■ ASSIGNMENT
Copy nothing but the lines below running from the line containing "filename libs/workflow-engine/src/action.rs" through the line containing "use crate::context::Context;", both end lines included.
━━━━━━━━━━━━━━━━
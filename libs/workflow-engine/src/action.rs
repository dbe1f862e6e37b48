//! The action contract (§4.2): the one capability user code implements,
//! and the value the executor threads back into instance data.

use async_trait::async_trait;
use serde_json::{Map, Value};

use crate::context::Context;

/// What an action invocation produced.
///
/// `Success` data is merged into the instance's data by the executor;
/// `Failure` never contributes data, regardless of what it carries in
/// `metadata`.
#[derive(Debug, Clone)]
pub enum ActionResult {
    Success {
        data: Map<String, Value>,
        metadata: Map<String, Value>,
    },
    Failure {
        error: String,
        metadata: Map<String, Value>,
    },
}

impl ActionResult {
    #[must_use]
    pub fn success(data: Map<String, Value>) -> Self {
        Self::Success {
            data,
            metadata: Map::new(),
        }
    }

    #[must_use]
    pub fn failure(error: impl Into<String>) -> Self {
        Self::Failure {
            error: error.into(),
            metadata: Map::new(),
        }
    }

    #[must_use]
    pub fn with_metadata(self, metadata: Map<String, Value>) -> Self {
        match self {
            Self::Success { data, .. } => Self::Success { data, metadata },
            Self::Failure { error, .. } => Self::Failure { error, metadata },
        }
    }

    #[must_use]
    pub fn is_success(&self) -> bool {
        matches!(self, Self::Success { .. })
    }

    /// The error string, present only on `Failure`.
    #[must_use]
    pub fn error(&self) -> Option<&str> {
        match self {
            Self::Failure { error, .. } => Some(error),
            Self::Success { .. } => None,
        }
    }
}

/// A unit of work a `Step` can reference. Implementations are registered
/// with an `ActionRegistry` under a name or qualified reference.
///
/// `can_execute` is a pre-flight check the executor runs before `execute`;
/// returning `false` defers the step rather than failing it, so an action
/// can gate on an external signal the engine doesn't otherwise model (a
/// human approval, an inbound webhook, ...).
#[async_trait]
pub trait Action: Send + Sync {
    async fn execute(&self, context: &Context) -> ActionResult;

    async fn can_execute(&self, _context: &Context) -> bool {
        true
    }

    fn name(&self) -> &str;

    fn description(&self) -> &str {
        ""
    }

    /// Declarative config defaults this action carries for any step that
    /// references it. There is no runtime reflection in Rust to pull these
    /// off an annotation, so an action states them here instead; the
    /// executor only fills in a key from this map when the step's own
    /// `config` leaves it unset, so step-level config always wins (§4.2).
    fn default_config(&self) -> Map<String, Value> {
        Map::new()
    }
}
━━━━━━━━━━━━━━━━
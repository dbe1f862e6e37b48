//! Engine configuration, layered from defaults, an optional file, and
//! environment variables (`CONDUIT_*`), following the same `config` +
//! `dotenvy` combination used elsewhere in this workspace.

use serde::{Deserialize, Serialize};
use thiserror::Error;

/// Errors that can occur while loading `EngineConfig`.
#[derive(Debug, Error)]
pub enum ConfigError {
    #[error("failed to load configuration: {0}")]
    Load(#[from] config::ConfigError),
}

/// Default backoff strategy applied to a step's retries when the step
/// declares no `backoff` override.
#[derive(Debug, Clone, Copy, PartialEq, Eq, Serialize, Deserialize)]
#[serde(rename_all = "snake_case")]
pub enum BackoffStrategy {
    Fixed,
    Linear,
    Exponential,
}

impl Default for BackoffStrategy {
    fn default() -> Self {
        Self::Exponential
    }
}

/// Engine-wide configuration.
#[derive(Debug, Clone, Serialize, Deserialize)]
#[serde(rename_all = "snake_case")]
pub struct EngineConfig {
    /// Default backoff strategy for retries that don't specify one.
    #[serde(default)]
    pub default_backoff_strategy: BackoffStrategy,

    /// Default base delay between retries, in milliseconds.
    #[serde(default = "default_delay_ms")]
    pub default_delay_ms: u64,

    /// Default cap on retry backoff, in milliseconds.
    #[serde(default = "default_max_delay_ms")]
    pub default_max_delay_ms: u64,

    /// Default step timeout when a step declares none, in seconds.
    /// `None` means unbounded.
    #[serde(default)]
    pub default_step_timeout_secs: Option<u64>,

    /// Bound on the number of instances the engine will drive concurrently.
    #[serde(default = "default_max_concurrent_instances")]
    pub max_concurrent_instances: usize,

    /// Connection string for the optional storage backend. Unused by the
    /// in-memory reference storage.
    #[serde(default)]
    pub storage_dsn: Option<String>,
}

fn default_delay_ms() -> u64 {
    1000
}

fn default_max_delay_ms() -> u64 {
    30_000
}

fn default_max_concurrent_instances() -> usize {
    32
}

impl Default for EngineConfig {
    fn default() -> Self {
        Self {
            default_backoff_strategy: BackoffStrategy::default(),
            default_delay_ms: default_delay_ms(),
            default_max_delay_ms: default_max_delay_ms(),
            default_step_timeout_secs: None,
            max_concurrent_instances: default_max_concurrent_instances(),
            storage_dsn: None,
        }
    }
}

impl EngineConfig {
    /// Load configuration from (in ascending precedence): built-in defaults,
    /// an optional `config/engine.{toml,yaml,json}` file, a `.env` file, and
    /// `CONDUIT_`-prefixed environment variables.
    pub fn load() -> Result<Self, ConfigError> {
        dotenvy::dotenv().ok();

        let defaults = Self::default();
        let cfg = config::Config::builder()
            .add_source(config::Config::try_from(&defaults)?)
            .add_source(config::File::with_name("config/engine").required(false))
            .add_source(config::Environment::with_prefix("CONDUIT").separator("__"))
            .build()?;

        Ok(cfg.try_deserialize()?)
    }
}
━━━━━━━━━━━━━━━━
■ SOLUTION TO THIS TASK
filename libs/workflow-engine/src/action.rs
repository dbe1f862e6e37b48
//! The action contract (§4.2): the one capability user code implements,
//! and the value the executor threads back into instance data.

use async_trait::async_trait;
use serde_json::{Map, Value};

use crate::context::Context;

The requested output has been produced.